Task statement: For each line in the data below that has the word "into", copy that line.

[Saved data entries]
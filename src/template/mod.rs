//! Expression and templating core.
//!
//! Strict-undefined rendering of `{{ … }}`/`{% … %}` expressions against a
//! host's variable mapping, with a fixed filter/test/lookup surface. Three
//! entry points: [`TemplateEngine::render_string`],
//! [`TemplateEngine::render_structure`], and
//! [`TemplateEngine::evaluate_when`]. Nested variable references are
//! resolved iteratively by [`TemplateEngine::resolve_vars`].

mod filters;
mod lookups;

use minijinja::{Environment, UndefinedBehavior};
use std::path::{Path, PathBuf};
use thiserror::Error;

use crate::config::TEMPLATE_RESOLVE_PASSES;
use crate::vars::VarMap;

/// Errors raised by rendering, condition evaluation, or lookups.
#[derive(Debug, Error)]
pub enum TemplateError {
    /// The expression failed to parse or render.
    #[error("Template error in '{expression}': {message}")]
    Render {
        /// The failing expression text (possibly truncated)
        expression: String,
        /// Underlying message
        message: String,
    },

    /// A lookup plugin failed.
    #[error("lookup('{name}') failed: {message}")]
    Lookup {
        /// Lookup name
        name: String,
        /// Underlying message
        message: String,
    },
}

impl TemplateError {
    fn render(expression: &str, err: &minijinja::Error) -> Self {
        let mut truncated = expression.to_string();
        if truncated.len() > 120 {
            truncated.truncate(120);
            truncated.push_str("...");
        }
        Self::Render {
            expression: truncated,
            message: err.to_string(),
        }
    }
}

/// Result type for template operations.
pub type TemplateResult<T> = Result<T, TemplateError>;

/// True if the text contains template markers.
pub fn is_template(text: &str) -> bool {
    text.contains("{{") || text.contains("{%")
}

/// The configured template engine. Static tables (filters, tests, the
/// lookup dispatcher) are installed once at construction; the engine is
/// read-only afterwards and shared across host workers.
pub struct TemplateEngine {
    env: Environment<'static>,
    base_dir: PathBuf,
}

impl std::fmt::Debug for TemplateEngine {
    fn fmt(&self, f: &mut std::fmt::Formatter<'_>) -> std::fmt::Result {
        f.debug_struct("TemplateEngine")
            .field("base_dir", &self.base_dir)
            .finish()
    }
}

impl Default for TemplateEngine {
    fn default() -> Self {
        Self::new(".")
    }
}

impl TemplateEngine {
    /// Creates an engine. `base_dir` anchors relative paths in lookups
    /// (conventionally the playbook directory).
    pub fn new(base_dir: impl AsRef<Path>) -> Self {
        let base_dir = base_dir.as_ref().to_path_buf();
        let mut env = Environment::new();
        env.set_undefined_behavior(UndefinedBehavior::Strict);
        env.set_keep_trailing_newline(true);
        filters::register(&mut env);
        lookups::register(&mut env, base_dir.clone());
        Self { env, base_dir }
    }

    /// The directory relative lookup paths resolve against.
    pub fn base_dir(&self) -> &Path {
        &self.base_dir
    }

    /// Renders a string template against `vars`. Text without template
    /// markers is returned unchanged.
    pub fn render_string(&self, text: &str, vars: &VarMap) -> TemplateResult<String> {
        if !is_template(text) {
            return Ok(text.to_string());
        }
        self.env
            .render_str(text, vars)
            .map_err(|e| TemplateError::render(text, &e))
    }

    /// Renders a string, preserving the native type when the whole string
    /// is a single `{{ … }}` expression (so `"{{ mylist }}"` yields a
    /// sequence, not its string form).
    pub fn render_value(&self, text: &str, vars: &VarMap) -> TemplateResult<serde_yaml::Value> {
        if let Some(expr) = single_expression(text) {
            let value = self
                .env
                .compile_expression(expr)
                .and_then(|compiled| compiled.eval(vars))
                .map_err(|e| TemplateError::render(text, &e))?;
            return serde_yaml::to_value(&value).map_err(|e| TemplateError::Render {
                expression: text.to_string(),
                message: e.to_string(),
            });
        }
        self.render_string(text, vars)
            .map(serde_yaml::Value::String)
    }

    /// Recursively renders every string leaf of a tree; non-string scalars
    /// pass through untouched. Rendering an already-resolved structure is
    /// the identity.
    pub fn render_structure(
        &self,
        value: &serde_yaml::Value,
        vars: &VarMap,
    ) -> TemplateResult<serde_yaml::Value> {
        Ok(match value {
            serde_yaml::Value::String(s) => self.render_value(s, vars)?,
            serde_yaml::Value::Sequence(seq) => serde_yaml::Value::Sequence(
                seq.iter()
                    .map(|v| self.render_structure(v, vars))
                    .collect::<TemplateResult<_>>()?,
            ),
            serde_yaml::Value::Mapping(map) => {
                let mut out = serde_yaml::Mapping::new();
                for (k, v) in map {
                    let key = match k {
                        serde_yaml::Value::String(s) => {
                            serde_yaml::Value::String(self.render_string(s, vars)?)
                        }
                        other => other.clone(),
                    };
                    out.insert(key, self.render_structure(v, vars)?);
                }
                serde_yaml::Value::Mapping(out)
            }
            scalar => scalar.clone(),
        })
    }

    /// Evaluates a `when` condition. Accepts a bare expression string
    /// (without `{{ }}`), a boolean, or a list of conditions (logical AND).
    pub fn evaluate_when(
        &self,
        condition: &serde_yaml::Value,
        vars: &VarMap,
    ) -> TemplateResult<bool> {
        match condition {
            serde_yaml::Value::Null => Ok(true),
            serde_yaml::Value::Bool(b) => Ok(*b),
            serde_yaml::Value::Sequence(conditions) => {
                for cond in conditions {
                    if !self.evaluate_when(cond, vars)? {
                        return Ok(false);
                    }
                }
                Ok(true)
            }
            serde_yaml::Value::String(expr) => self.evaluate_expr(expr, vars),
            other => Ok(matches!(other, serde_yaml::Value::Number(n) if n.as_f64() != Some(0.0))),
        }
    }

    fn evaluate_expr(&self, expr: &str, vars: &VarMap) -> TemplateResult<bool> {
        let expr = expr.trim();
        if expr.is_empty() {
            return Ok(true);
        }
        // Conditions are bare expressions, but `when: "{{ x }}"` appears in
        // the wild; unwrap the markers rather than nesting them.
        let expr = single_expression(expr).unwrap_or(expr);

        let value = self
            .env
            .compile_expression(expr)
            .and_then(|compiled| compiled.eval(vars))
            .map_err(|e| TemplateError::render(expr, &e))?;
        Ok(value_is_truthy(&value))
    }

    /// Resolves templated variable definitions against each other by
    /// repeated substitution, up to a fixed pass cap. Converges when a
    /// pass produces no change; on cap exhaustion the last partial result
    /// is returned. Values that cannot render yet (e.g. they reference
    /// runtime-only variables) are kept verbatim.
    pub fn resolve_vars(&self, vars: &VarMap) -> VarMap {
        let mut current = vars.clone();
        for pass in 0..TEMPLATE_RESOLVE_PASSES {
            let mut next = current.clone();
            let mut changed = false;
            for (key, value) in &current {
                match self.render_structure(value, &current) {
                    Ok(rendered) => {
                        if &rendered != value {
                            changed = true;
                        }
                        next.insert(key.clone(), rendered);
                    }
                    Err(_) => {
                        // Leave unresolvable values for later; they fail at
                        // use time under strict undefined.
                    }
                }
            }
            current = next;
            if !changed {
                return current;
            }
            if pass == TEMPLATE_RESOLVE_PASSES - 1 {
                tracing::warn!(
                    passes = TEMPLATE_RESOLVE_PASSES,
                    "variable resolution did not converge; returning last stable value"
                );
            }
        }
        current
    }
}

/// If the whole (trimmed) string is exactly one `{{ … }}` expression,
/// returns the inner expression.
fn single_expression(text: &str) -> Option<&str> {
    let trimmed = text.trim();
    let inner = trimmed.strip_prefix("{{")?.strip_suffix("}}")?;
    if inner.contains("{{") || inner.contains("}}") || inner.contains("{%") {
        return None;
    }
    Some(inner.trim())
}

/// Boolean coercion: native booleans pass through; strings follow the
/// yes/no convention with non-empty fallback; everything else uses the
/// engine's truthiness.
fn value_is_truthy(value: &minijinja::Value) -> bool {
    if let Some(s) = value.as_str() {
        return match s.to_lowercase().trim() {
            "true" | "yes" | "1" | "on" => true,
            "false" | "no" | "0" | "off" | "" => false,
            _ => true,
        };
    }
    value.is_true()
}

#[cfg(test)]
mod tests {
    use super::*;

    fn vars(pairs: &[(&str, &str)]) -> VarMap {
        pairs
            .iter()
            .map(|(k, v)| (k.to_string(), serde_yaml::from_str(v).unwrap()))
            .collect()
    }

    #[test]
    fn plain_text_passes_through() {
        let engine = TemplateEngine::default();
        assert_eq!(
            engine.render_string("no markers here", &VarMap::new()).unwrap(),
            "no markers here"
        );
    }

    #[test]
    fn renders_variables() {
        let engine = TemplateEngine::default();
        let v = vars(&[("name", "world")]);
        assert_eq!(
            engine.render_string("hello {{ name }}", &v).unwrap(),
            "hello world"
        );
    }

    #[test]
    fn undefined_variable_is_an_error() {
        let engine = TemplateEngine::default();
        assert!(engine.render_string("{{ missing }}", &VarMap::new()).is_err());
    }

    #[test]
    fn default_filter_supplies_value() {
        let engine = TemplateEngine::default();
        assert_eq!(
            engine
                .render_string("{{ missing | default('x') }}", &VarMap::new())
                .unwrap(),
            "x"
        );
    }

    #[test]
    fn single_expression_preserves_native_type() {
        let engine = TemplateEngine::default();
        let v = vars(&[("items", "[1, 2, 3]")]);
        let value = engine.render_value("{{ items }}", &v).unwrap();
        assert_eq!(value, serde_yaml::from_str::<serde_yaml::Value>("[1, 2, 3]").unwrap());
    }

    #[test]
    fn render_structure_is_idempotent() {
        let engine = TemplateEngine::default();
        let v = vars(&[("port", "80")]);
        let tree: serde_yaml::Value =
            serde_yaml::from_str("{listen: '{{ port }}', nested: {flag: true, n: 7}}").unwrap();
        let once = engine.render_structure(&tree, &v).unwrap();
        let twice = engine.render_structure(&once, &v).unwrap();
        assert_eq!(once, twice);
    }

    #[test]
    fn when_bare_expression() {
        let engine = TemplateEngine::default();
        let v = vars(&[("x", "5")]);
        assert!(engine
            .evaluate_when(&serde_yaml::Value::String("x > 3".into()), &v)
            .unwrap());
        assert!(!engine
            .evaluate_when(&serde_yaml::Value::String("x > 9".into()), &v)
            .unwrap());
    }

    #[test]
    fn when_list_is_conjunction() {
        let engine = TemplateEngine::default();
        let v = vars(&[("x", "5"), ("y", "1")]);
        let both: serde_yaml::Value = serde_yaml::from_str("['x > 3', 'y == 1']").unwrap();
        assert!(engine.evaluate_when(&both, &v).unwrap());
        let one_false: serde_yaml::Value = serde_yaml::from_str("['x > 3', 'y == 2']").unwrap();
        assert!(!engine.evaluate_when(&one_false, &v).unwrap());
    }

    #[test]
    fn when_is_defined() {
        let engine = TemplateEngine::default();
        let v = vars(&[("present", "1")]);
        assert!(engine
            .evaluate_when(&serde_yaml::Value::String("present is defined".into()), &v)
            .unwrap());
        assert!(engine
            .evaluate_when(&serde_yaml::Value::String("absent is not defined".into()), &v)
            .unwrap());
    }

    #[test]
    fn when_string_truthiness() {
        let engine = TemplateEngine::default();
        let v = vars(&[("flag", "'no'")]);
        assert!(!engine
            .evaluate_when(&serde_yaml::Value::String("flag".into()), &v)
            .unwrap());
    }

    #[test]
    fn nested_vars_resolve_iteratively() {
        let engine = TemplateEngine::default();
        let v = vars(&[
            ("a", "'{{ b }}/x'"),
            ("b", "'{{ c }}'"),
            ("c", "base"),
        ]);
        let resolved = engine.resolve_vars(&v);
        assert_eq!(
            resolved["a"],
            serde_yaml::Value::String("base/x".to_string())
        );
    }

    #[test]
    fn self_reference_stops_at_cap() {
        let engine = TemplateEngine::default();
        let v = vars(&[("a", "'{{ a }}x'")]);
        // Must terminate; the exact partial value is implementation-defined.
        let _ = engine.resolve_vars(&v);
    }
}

Final answer:
            .evaluate_when(&serde_yaml::Value::String("x > 3".into()), &v)
            .evaluate_when(&serde_yaml::Value::String("x > 9".into()), &v)
            .evaluate_when(&serde_yaml::Value::String("present is defined".into()), &v)
            .evaluate_when(&serde_yaml::Value::String("absent is not defined".into()), &v)
            .evaluate_when(&serde_yaml::Value::String("flag".into()), &v)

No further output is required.